Le 7 septembre 2023, le magazine « Complément d’enquête » de France 2 diffusait un reportage de plus d’une heure, consacré à l’aventure du Puy du Fou, reportage présenté par Tristan Waleckx, sous le titre « Histoire, argent, pouvoir : les vrais secrets du Puy du Fou ». D’emblée, le titre n’annonce pas un reportage très neutre.
Le pitch à charge du reportage
France 2 présente le reportage ainsi : « L’an dernier, le Puy du Fou a dépassé les deux millions de visiteurs, devançant le Parc Astérix. Après avoir inspiré un parc à thème à Tolède en Espagne, il s’attaque à la Chine et aux États-Unis. Mais qui connaît les secrets de ce parc, ses méthodes particulières, son modèle économique, son influence politique ? Depuis près de 45 ans, Philippe de Villiers, deux fois candidat à la présidentielle, tendance droite dure, gère ce succès. C’est lui qui a tout pensé, tout façonné, des spectacles “historiques” d’inspiration catholique jusqu’à “l’embauche” de 4 300 bénévoles. Le patriarche a depuis peu légué le trône à son plus jeune fils, Nicolas, brillant diplômé d’une école de commerce. Celui-ci vient de lancer au cinéma le premier film franchisé “Puy du Fou”. Père et fils lèvent le voile sur les coulisses de leur œuvre. »
Réponse sur le JDD
Étonnante présentation qui prétend que ce sont le père et le fils de Villiers qui vont « lever le voile » sur des « coulisses », alors que le pitch indique clairement, par l’emploi de guillemets, une manière de mettre en doute, que le reportage est à charge : « l’embauche », « historiques ». Notons que dès sa fondation en 1989, année du bicentenaire de la Révolution française, Le Puy du Fou a été attaqué par la gauche française en général, ses médias en particulier, des médias qui alors ne souffraient aucune contradiction.

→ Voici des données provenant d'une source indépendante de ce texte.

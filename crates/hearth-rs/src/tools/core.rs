//! Tool abstraction for LLM function-calling agents.
//!
//! The [`Tool`] trait defines the interface that every tool must implement:
//! a static API definition (name, description, JSON schema) and an async
//! `execute` method. Tools are collected into a [`ToolSet`] which handles
//! dispatch, definition export, timeouts and result truncation.

use std::collections::HashMap;
use std::fmt;
use std::future::Future;
use std::pin::Pin;
use std::time::{Duration, Instant};

use tokio::sync::mpsc;
use tracing::{debug, info, trace};

use crate::ToolDef;
use crate::agent::turn::TurnError;
use crate::api::StreamEvent;

/// Maximum size (in bytes) for tool output before truncation.
pub const DEFAULT_MAX_RESULT_BYTES: usize = 30_000;

/// Boxed future returned by [`Tool::execute`].
pub type ToolFuture<'a> = Pin<Box<dyn Future<Output = String> + Send + 'a>>;

/// Sending half of a turn's event stream.
pub type EventSender = mpsc::Sender<Result<StreamEvent, TurnError>>;

// ── ToolContext ────────────────────────────────────────────────────

/// What a running tool knows about the turn that invoked it.
#[derive(Clone)]
pub struct ToolContext {
    thread_id: String,
    call_id: String,
    events: EventSender,
}

impl ToolContext {
    pub fn new(thread_id: impl Into<String>, call_id: impl Into<String>, events: EventSender) -> Self {
        Self {
            thread_id: thread_id.into(),
            call_id: call_id.into(),
            events,
        }
    }

    pub fn thread_id(&self) -> &str {
        &self.thread_id
    }

    /// The `call_id` of the invocation being executed.
    pub fn call_id(&self) -> &str {
        &self.call_id
    }

    /// Push an event to the client. Returns `false` once nobody is listening.
    pub async fn emit(&self, event: StreamEvent) -> bool {
        self.events.send(Ok(event)).await.is_ok()
    }

    /// Whether the consumer of the turn's stream has gone away.
    pub fn is_detached(&self) -> bool {
        self.events.is_closed()
    }

    /// Resolves once the consumer of the turn's stream has gone away.
    pub async fn detached(&self) {
        self.events.closed().await
    }
}

// ── Tool trait ─────────────────────────────────────────────────────

/// A tool that an LLM agent can invoke via function-calling.
///
/// # Example
///
/// ```ignore
/// struct Lookup { crm: CrmClient }
///
/// impl Tool for Lookup {
///     fn definition(&self) -> ToolDef { /* ... */ }
///
///     fn execute<'a>(&'a self, arguments: &'a str, _ctx: &'a ToolContext) -> ToolFuture<'a> {
///         Box::pin(async move {
///             let args: LookupArgs = match parse_tool_args(arguments) {
///                 Ok(a) => a,
///                 Err(e) => return e,
///             };
///             self.crm.find(&args.name).await
///         })
///     }
/// }
/// ```
pub trait Tool: Send + Sync {
    /// The tool definition sent to the LLM API.
    fn definition(&self) -> ToolDef;

    /// Execute the tool with the given raw JSON arguments string.
    ///
    /// Errors should be returned as `"Error: ..."` strings rather than
    /// panicking; the string goes back to the model as the tool result.
    fn execute<'a>(&'a self, arguments: &'a str, ctx: &'a ToolContext) -> ToolFuture<'a>;

    /// The tool's name (convenience: delegates to definition).
    fn name(&self) -> String {
        self.definition().function.name
    }
}

// ── ToolSet ────────────────────────────────────────────────────────

/// A collection of tools that can be dispatched by name.
///
/// ```ignore
/// let tools = ToolSet::new()
///     .with_max_result_bytes(15_000)
///     .with(AskUserTool::new(suspensions.clone()))
///     .with_if(crm_enabled, CrmLookup::new(client));
/// ```
pub struct ToolSet {
    tools: HashMap<String, Box<dyn Tool>>,
    max_result_bytes: usize,
    /// Timeout applied to every tool. `None` disables timeouts.
    default_timeout: Option<Duration>,
}

impl fmt::Debug for ToolSet {
    fn fmt(&self, f: &mut fmt::Formatter<'_>) -> fmt::Result {
        f.debug_struct("ToolSet")
            .field("tools", &self.names())
            .field("max_result_bytes", &self.max_result_bytes)
            .finish()
    }
}

impl ToolSet {
    pub fn new() -> Self {
        Self {
            tools: HashMap::new(),
            max_result_bytes: DEFAULT_MAX_RESULT_BYTES,
            default_timeout: None,
        }
    }

    pub fn with_max_result_bytes(mut self, max: usize) -> Self {
        self.max_result_bytes = max;
        self
    }

    /// Tools that wait on a human (like `ask_user`) enforce their own
    /// deadline; keep this `None` or generous when they are registered.
    pub fn with_default_timeout(mut self, timeout: Option<Duration>) -> Self {
        self.default_timeout = timeout;
        self
    }

    /// Register a tool. Replaces any existing tool with the same name.
    pub fn register(&mut self, tool: impl Tool + 'static) {
        self.tools.insert(tool.name(), Box::new(tool));
    }

    pub fn with(mut self, tool: impl Tool + 'static) -> Self {
        self.register(tool);
        self
    }

    /// Conditionally register a tool without breaking the builder chain.
    pub fn with_if(self, condition: bool, tool: impl Tool + 'static) -> Self {
        if condition { self.with(tool) } else { self }
    }

    /// All tool definitions for the LLM API, sorted by name.
    pub fn definitions(&self) -> Vec<ToolDef> {
        let mut defs: Vec<ToolDef> = self.tools.values().map(|t| t.definition()).collect();
        defs.sort_by(|a, b| a.function.name.cmp(&b.function.name));
        defs
    }

    pub fn names(&self) -> Vec<&str> {
        let mut names: Vec<&str> = self.tools.keys().map(String::as_str).collect();
        names.sort_unstable();
        names
    }

    pub fn len(&self) -> usize {
        self.tools.len()
    }

    pub fn is_empty(&self) -> bool {
        self.tools.is_empty()
    }

    /// Execute a tool call by name with timing, optional timeout and
    /// truncation. Unknown tools yield an error string.
    pub async fn execute(&self, name: &str, arguments: &str, ctx: &ToolContext) -> String {
        let Some(tool) = self.tools.get(name) else {
            return format!("Error: unknown tool '{name}'");
        };

        log_tool_call(name, arguments);
        let start = Instant::now();

        let result = match self.default_timeout {
            Some(limit) => match tokio::time::timeout(limit, tool.execute(arguments, ctx)).await {
                Ok(r) => r,
                Err(_) => {
                    info!("Tool {name} timed out after {:.0}s", limit.as_secs_f64());
                    format!(
                        "Error: tool '{name}' timed out after {:.0} seconds.",
                        limit.as_secs_f64()
                    )
                }
            },
            None => tool.execute(arguments, ctx).await,
        };

        debug!(
            "Tool {name} completed in {:.0}ms ({} bytes)",
            start.elapsed().as_secs_f64() * 1000.0,
            result.len()
        );
        trace!(
            "Tool {name} result preview: {}",
            result.chars().take(300).collect::<String>()
        );

        truncate_result(result, self.max_result_bytes)
    }
}

impl Default for ToolSet {
    fn default() -> Self {
        Self::new()
    }
}

/// Log a tool call at info (preview) and trace (full arguments).
pub fn log_tool_call(name: &str, arguments: &str) {
    let args_preview: String = arguments.chars().take(120).collect();
    info!(
        "[tool] {}({args_preview}{})",
        name,
        if arguments.chars().count() > 120 { "..." } else { "" }
    );
    trace!("[tool] {name} arguments: {arguments}");
}

/// Truncate a string to at most `max` bytes (on a char boundary), appending
/// a notice if trimmed.
pub fn truncate_result(s: String, max: usize) -> String {
    if s.len() <= max {
        return s;
    }
    let mut cut = max;
    while !s.is_char_boundary(cut) {
        cut -= 1;
    }
    let total = s.len();
    let mut out = s;
    out.truncate(cut);
    format!("{out}...\n[truncated: {total} bytes total]")
}

/// Parse raw JSON arguments into a typed struct.
///
/// Returns a formatted error string suitable for returning directly from
/// [`Tool::execute`]; the model sees the error and can self-correct.
pub fn parse_tool_args<T: serde::de::DeserializeOwned>(arguments: &str) -> Result<T, String> {
    serde_json::from_str(arguments).map_err(|e| {
        format!(
            "Error: invalid tool arguments: {e}. \
             Please provide valid JSON matching the tool's parameter schema."
        )
    })
}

Les choses ont un peu évolué, et c’est un des éléments révélés par la polémique qui a suivi la diffusion du reportage de « Complément d’enquête » : une partie des médias français ne suit plus du tout la pensée officielle et va même jusqu’à l’affronter. Il en va ainsi du Journal du Dimanche, le 10 septembre 2023, sous la plume de Charlotte d’Ornellas, Un JDD pour lequel « France 2 au Puy du Fou » est « Un cas d’école d’une manipulation médiatique ». Selon le journal hebdomadaire, « Au terme de six mois de tournage, « Complément d’enquête livre un récit malhonnête de son séjour dans le parc vendéen ». Comme toute la presse mettant en question l’honnêteté intellectuelle de ce numéro de « Complément d’enquête », le JDD sera accusé d’être « d’extrême droite ». Un terme qui est devenu courant à l’encontre de toute pensée divergente dans le paysage médiatique français.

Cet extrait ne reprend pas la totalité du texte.